Cell migration is a complex process that is coordinately regulated by cell-matrix adhesion and actin cytoskeleton. We report here that migfilin, a recently identified component of cell-matrix adhesions, is a biphasic regulator of cell migration. Loss of migfilin impairs cell migration. Surprisingly, overexpression of migfilin also reduces cell migration. Molecularly, we have identified vasodilator-stimulated phosphoprotein (VASP) as a new migfilin-binding protein. The interaction is mediated by the VASP EVH1 domain and a single L104PPPPP site located within the migfilin proline-rich domain.
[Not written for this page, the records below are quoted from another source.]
//! Group consensus scorer for watch parties.
//!
//! ## Algorithm
//! 1. Per member, compute genre preferences: average rating per genre over
//!    genres with at least 2 ratings.
//! 2. Common genres: liked (average >= 3.5) by at least floor(n/2) + 1
//!    members. At n = 2 that means unanimity.
//! 3. Candidates: common-genre movies with vote_count >= 50 by popularity
//!    descending, capped at 200; popular movies when no genre is common.
//!    Anything any member has rated is excluded.
//! 4. Individual satisfaction from genre preferences plus a quality
//!    boost/penalty; group satisfaction = 0.6 * mean + 0.4 * min so nobody
//!    is left completely unsatisfied. Keep movies at or above the floor.

use crate::error::{Result, ScoreError};
use crate::types::{Explanation, Recommendation, ScoreSource, rank};
use catalog::{CatalogSnapshot, Genre, Movie, MovieId, UserId};
use std::collections::{HashMap, HashSet};
use std::sync::Arc;
use tracing::{debug, instrument};

/// Default satisfaction floor for keeping a candidate
pub const DEFAULT_MIN_SATISFACTION: f32 = 0.6;

/// Genre averages at or above this count as "liked"
const LIKED_GENRE_AVERAGE: f32 = 3.5;

/// Ratings needed in a genre before it counts as a preference
const MIN_GENRE_RATINGS: usize = 2;

/// Vote-count floor for common-genre candidates
const CANDIDATE_MIN_VOTES: u32 = 50;

/// Candidate pool cap before satisfaction scoring
const CANDIDATE_LIMIT: usize = 200;

/// Group consensus scorer; stateless apart from the snapshot
pub struct GroupScorer {
    snapshot: Arc<CatalogSnapshot>,
}

impl GroupScorer {
    pub fn new(snapshot: Arc<CatalogSnapshot>) -> Self {
        Self { snapshot }
    }

    /// Recommendations that balance the whole group's tastes.
    ///
    /// Requires at least 2 distinct users. Movies below `min_satisfaction`
    /// are dropped; an empty result is valid (a picky group may have no
    /// consensus at the floor).
    #[instrument(skip(self, user_ids), fields(group_size = user_ids.len()))]
    pub fn recommend_for_group(
        &self,
        user_ids: &[UserId],
        limit: usize,
        min_satisfaction: f32,
    ) -> Result<Vec<Recommendation>> {
        let mut members: Vec<UserId> = user_ids.to_vec();
        members.sort_unstable();
        members.dedup();
        if members.len() < 2 {
            return Err(ScoreError::InvalidGroupSize(members.len()));
        }

        let preferences: HashMap<UserId, HashMap<Genre, f32>> = members
            .iter()
            .map(|&u| (u, self.genre_preferences(u)))
            .collect();

        let mut rated_by_any: HashSet<MovieId> = HashSet::new();
        for &member in &members {
            rated_by_any.extend(self.snapshot.rated_movie_ids(member));
        }

        let common_genres = self.common_genres(&members, &preferences);
        let candidates = self.candidates(&common_genres, &rated_by_any);
        debug!(
            common_genres = common_genres.len(),
            candidates = candidates.len(),
            "scoring group candidates"
        );

        let scored: Vec<Recommendation> = candidates
            .into_iter()
            .filter_map(|movie| {
                let satisfaction = self.group_satisfaction(movie, &members, &preferences);
                (satisfaction >= min_satisfaction).then(|| {
                    Recommendation::new(movie.id, ScoreSource::Group, satisfaction)
                })
            })
            .collect();

        Ok(rank(scored, limit))
    }

    /// A user's average rating per genre, over genres with >= 2 ratings
    fn genre_preferences(&self, user_id: UserId) -> HashMap<Genre, f32> {
        let mut sums: HashMap<Genre, (f32, usize)> = HashMap::new();
        for rating in self.snapshot.ratings_for_user(user_id) {
            let Some(movie) = self.snapshot.movie(rating.movie_id) else {
                continue;
            };
            for &genre in &movie.genres {
                let entry = sums.entry(genre).or_insert((0.0, 0));
                entry.0 += rating.rating;
                entry.1 += 1;
            }
        }
        sums.into_iter()
            .filter(|(_, (_, count))| *count >= MIN_GENRE_RATINGS)
            .map(|(genre, (sum, count))| (genre, sum / count as f32))
            .collect()
    }

    /// Genres liked by at least floor(n/2) + 1 members
    fn common_genres(
        &self,
        members: &[UserId],
        preferences: &HashMap<UserId, HashMap<Genre, f32>>,
    ) -> HashSet<Genre> {
        let mut support: HashMap<Genre, usize> = HashMap::new();
        for member in members {
            if let Some(prefs) = preferences.get(member) {
                for (&genre, &average) in prefs {
                    if average >= LIKED_GENRE_AVERAGE {
                        *support.entry(genre).or_insert(0) += 1;
                    }
                }
            }
        }

        let min_support = members.len() / 2 + 1;
        support
            .into_iter()
            .filter(|(_, count)| *count >= min_support)
            .map(|(genre, _)| genre)
            .collect()
    }

    /// Candidate pool: common-genre movies by popularity, or the plain
    /// popular list when the group shares no genre.
    fn candidates(&self, common_genres: &HashSet<Genre>, exclude: &HashSet<MovieId>) -> Vec<&Movie> {
        let mut pool: Vec<&Movie> = if common_genres.is_empty() {
            self.snapshot
                .popular_movies(CANDIDATE_LIMIT + exclude.len())
                .into_iter()
                .filter_map(|id| self.snapshot.movie(id))
                .collect()
        } else {
            let mut ids: HashSet<MovieId> = HashSet::new();
            for &genre in common_genres {
                ids.extend(self.snapshot.movies_in_genre(genre));
            }
            ids.into_iter()
                .filter_map(|id| self.snapshot.movie(id))
                .filter(|m| m.vote_count >= CANDIDATE_MIN_VOTES)
                .collect()
        };

        pool.retain(|m| !exclude.contains(&m.id));
        pool.sort_by(|a, b| {
            b.popularity
                .partial_cmp(&a.popularity)
                .unwrap_or(std::cmp::Ordering::Equal)
                .then_with(|| a.id.cmp(&b.id))
        });
        pool.truncate(CANDIDATE_LIMIT);
        pool
    }

    /// 0.6 * mean + 0.4 * min over the members' individual satisfactions
    fn group_satisfaction(
        &self,
        movie: &Movie,
        members: &[UserId],
        preferences: &HashMap<UserId, HashMap<Genre, f32>>,
    ) -> f32 {
        let satisfactions: Vec<f32> = members
            .iter()
            .map(|member| self.user_satisfaction(movie, member, preferences))
            .collect();

        let mean = satisfactions.iter().sum::<f32>() / satisfactions.len() as f32;
        let min = satisfactions.iter().copied().fold(f32::INFINITY, f32::min);

        (0.6 * mean + 0.4 * min).clamp(0.0, 1.0)
    }

    /// Predicted satisfaction for one member, in [0, 1].
    ///
    /// Members without rating history use the movie's vote average as a
    /// proxy; members with history but no genre preferences sit at neutral.
    fn user_satisfaction(
        &self,
        movie: &Movie,
        member: &UserId,
        preferences: &HashMap<UserId, HashMap<Genre, f32>>,
    ) -> f32 {
        if self.snapshot.ratings_for_user(*member).is_empty() {
            return movie.vote_average / 10.0;
        }
        let Some(prefs) = preferences.get(member).filter(|p| !p.is_empty()) else {
            return 0.5;
        };

        let mut genre_satisfaction = 0.0f32;
        let mut matched = 0usize;
        for genre in &movie.genres {
            if let Some(&average) = prefs.get(genre) {
                genre_satisfaction += ((average - 1.0) / 4.0).max(0.0);
                matched += 1;
            }
        }
        if matched > 0 {
            genre_satisfaction /= matched as f32;
        }

        let quality_boost = if movie.vote_average >= 7.0 { 0.1 } else { 0.0 };
        let quality_penalty = if movie.vote_average < 5.0 { 0.2 } else { 0.0 };

        (genre_satisfaction + quality_boost - quality_penalty).clamp(0.0, 1.0)
    }

    /// Generic consensus explanation for a movie
    pub fn explain(&self, movie_id: MovieId) -> Option<Explanation> {
        let movie = self.snapshot.movie(movie_id)?;
        Some(Explanation::Group {
            reason: "This movie balances everyone's preferences".to_string(),
            shared_genres: movie.genres.clone(),
            quality_rating: movie.vote_average,
        })
    }
}

#[cfg(test)]
mod tests {
    use super::*;
    use catalog::Rating;

    fn movie(id: MovieId, genres: Vec<Genre>, vote_average: f32, popularity: f32) -> Movie {
        Movie {
            id,
            title: format!("Movie {}", id),
            overview: Some("An overview".to_string()),
            tagline: None,
            genres,
            vote_average,
            vote_count: 150,
            popularity,
            runtime: Some(100),
            release_year: Some(2016),
        }
    }

    fn rating(user_id: UserId, movie_id: MovieId, value: f32) -> Rating {
        Rating {
            user_id,
            movie_id,
            rating: value,
            timestamp: 0,
        }
    }

    /// Users 1 and 2 both love Action (two 4.5+ ratings each); user 2 also
    /// loves Comedy but alone. Movies 10/11 seed user 1, 12/13 seed user 2,
    /// 20..22 are unseen Action candidates, 30 is an unseen Comedy.
    fn create_test_snapshot() -> Arc<CatalogSnapshot> {
        let mut snapshot = CatalogSnapshot::new();
        snapshot.insert_movie(movie(10, vec![Genre::Action], 7.5, 10.0));
        snapshot.insert_movie(movie(11, vec![Genre::Action], 7.5, 10.0));
        snapshot.insert_movie(movie(12, vec![Genre::Action, Genre::Comedy], 7.5, 10.0));
        snapshot.insert_movie(movie(13, vec![Genre::Action, Genre::Comedy], 7.5, 10.0));
        for id in 20..23 {
            snapshot.insert_movie(movie(id, vec![Genre::Action], 7.5, 40.0 + id as f32));
        }
        snapshot.insert_movie(movie(30, vec![Genre::Comedy], 7.5, 99.0));

        snapshot.insert_rating(rating(1, 10, 4.5));
        snapshot.insert_rating(rating(1, 11, 5.0));
        snapshot.insert_rating(rating(2, 12, 4.5));
        snapshot.insert_rating(rating(2, 13, 4.5));
        snapshot.build_genre_index();
        Arc::new(snapshot)
    }

    #[test]
    fn test_rejects_groups_smaller_than_two() {
        let scorer = GroupScorer::new(create_test_snapshot());

        let err = scorer
            .recommend_for_group(&[1], 10, DEFAULT_MIN_SATISFACTION)
            .unwrap_err();
        assert!(matches!(err, ScoreError::InvalidGroupSize(1)));

        // Duplicates of one user are still a group of one
        let err = scorer
            .recommend_for_group(&[1, 1, 1], 10, DEFAULT_MIN_SATISFACTION)
            .unwrap_err();
        assert!(matches!(err, ScoreError::InvalidGroupSize(1)));
    }

    #[test]
    fn test_recommends_from_the_common_genre() {
        let scorer = GroupScorer::new(create_test_snapshot());

        let recs = scorer
            .recommend_for_group(&[1, 2], 10, DEFAULT_MIN_SATISFACTION)
            .unwrap();
        assert!(!recs.is_empty());
        // Only unseen Action movies qualify; the solo Comedy pick does not
        assert!(recs.iter().all(|r| (20..23).contains(&r.movie_id)));
        // Nothing anyone in the group has already rated
        assert!(recs.iter().all(|r| ![10, 11, 12, 13].contains(&r.movie_id)));
    }

    #[test]
    fn test_satisfaction_floor_filters_weak_candidates() {
        let scorer = GroupScorer::new(create_test_snapshot());

        let all = scorer.recommend_for_group(&[1, 2], 10, 0.0).unwrap();
        let strict = scorer.recommend_for_group(&[1, 2], 10, 0.99).unwrap();
        assert!(strict.len() <= all.len());
        assert!(all.iter().all(|r| r.score <= 1.0 && r.score >= 0.0));
    }

    #[test]
    fn test_three_member_majority_is_two() {
        // Users 1 and 2 love Action; user 3 loves only Romance. With n = 3
        // the support threshold is 3/2 + 1 = 2, so Action is common.
        let mut snapshot = CatalogSnapshot::new();
        snapshot.insert_movie(movie(10, vec![Genre::Action], 7.5, 10.0));
        snapshot.insert_movie(movie(11, vec![Genre::Action], 7.5, 10.0));
        snapshot.insert_movie(movie(12, vec![Genre::Romance], 7.5, 10.0));
        snapshot.insert_movie(movie(13, vec![Genre::Romance], 7.5, 10.0));
        snapshot.insert_movie(movie(20, vec![Genre::Action], 7.5, 50.0));

        for (user, movie_id) in [(1, 10), (1, 11), (2, 10), (2, 11), (3, 12), (3, 13)] {
            snapshot.insert_rating(rating(user, movie_id, 4.5));
        }
        snapshot.build_genre_index();
        let scorer = GroupScorer::new(Arc::new(snapshot));

        let recs = scorer.recommend_for_group(&[1, 2, 3], 10, 0.0).unwrap();
        let ids: Vec<_> = recs.iter().map(|r| r.movie_id).collect();
        assert_eq!(ids, vec![20]);
    }

    #[test]
    fn test_no_common_genre_falls_back_to_popular() {
        // Two users with opposite tastes share nothing at n = 2 (unanimity)
        let mut snapshot = CatalogSnapshot::new();
        snapshot.insert_movie(movie(10, vec![Genre::Action], 7.5, 10.0));
        snapshot.insert_movie(movie(11, vec![Genre::Action], 7.5, 10.0));
        snapshot.insert_movie(movie(12, vec![Genre::Romance], 7.5, 10.0));
        snapshot.insert_movie(movie(13, vec![Genre::Romance], 7.5, 10.0));
        snapshot.insert_movie(movie(20, vec![Genre::Drama], 7.5, 80.0));

        for (user, movie_id) in [(1, 10), (1, 11), (2, 12), (2, 13)] {
            snapshot.insert_rating(rating(user, movie_id, 4.5));
        }
        snapshot.build_genre_index();
        let scorer = GroupScorer::new(Arc::new(snapshot));

        // With the floor at 0 the popular fallback surfaces the Drama
        let recs = scorer.recommend_for_group(&[1, 2], 10, 0.0).unwrap();
        assert!(recs.iter().any(|r| r.movie_id == 20));
    }

    #[test]
    fn test_explain_reports_consensus_factors() {
        let scorer = GroupScorer::new(create_test_snapshot());

        let explanation = scorer.explain(20).unwrap();
        match explanation {
            Explanation::Group {
                shared_genres,
                quality_rating,
                ..
            } => {
                assert_eq!(shared_genres, vec![Genre::Action]);
                assert!((quality_rating - 7.5).abs() < 1e-6);
            }
            other => panic!("expected group explanation, got {:?}", other),
        }
        assert!(scorer.explain(999).is_none());
    }

    #[test]
    fn test_member_without_history_uses_vote_average() {
        let snapshot = create_test_snapshot();
        let scorer = GroupScorer::new(Arc::clone(&snapshot));

        let movie = snapshot.movie(20).unwrap();
        let preferences = HashMap::new();
        let satisfaction = scorer.user_satisfaction(movie, &99, &preferences);
        assert!((satisfaction - 0.75).abs() < 1e-6);
    }
}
Migfilin and VASP form a complex in both suspended and adhered cells, and in the latter, they co-localize in cell-matrix adhesions. Functionally, migfilin facilitates VASP localization to cell-matrix adhesions. Using two different approaches (VASP-binding defective migfilin mutants and small interfering RNA-mediated VASP knockdown), we show that the interaction with VASP is crucially involved in migfilin-mediated regulation of cell migration. Our results identify migfilin as an important regulator of cell migration and provide new information on the mechanism by which migfilin regulates this process.

• Publication year

  2006

• Venue

  Journal of Biological Chemistry

• Publication date

  2006-05-05

• Fields of study

  Biology, Medicine

• Identifiers
  DOI 10.1074/jbc.M512107200PMID 16531412
• External record

  Open on Semantic Scholar

• Source metadata

  Semantic Scholar, PubMed

• No claims are published for this paper.

• No concepts are published for this paper.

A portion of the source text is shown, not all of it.